▸ **What the task asks**
Every record must appear in your reply exactly as written.

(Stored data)
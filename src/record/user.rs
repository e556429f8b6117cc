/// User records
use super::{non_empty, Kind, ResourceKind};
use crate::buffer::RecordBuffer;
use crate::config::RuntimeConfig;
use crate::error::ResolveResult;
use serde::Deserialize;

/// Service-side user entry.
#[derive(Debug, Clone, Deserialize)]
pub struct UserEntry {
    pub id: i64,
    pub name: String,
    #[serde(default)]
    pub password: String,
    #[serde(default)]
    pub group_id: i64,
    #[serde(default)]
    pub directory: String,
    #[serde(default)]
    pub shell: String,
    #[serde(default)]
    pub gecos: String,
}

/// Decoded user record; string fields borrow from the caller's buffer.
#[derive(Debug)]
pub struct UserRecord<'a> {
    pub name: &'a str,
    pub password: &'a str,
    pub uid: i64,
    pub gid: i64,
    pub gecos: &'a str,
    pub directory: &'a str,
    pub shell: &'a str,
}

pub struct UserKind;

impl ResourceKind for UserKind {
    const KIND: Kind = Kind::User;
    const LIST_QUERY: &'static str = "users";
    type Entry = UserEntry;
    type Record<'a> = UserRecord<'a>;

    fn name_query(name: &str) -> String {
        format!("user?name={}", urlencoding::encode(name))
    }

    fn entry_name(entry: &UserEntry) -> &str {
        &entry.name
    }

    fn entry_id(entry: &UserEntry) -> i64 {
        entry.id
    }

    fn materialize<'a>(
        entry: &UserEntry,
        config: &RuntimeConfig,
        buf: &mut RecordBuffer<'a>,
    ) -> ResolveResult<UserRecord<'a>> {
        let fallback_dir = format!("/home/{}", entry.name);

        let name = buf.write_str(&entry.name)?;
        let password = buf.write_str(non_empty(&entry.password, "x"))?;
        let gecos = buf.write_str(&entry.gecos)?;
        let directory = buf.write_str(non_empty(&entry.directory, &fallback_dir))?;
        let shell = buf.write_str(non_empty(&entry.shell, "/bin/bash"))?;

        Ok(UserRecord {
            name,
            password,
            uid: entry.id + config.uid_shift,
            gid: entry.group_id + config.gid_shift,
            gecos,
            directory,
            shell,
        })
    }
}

▸ **The answer**
filename src/record/user.rs
repository e556429f8b6117cc
/// User records
use super::{non_empty, Kind, ResourceKind};
use crate::buffer::RecordBuffer;
use crate::config::RuntimeConfig;
use crate::error::ResolveResult;
use serde::Deserialize;

/// Service-side user entry.
#[derive(Debug, Clone, Deserialize)]
pub struct UserEntry {
    pub id: i64,
    pub name: String,
    #[serde(default)]
    pub password: String,
    #[serde(default)]
    pub group_id: i64,
    #[serde(default)]
    pub directory: String,
    #[serde(default)]
    pub shell: String,
    #[serde(default)]
    pub gecos: String,
}

/// Decoded user record; string fields borrow from the caller's buffer.
#[derive(Debug)]
pub struct UserRecord<'a> {
    pub name: &'a str,
    pub password: &'a str,
    pub uid: i64,
    pub gid: i64,
    pub gecos: &'a str,
    pub directory: &'a str,
    pub shell: &'a str,
}

pub struct UserKind;

impl ResourceKind for UserKind {
    const KIND: Kind = Kind::User;
    const LIST_QUERY: &'static str = "users";
    type Entry = UserEntry;
    type Record<'a> = UserRecord<'a>;

    fn name_query(name: &str) -> String {
        format!("user?name={}", urlencoding::encode(name))
    }

    fn entry_name(entry: &UserEntry) -> &str {
        &entry.name
    }

    fn entry_id(entry: &UserEntry) -> i64 {
        entry.id
    }

    fn materialize<'a>(
        entry: &UserEntry,
        config: &RuntimeConfig,
        buf: &mut RecordBuffer<'a>,
    ) -> ResolveResult<UserRecord<'a>> {
        let fallback_dir = format!("/home/{}", entry.name);

        let name = buf.write_str(&entry.name)?;
        let password = buf.write_str(non_empty(&entry.password, "x"))?;
        let gecos = buf.write_str(&entry.gecos)?;
        let directory = buf.write_str(non_empty(&entry.directory, &fallback_dir))?;
        let shell = buf.write_str(non_empty(&entry.shell, "/bin/bash"))?;

        Ok(UserRecord {
            name,
            password,
            uid: entry.id + config.uid_shift,
            gid: entry.group_id + config.gid_shift,
            gecos,
            directory,
            shell,
        })
    }
}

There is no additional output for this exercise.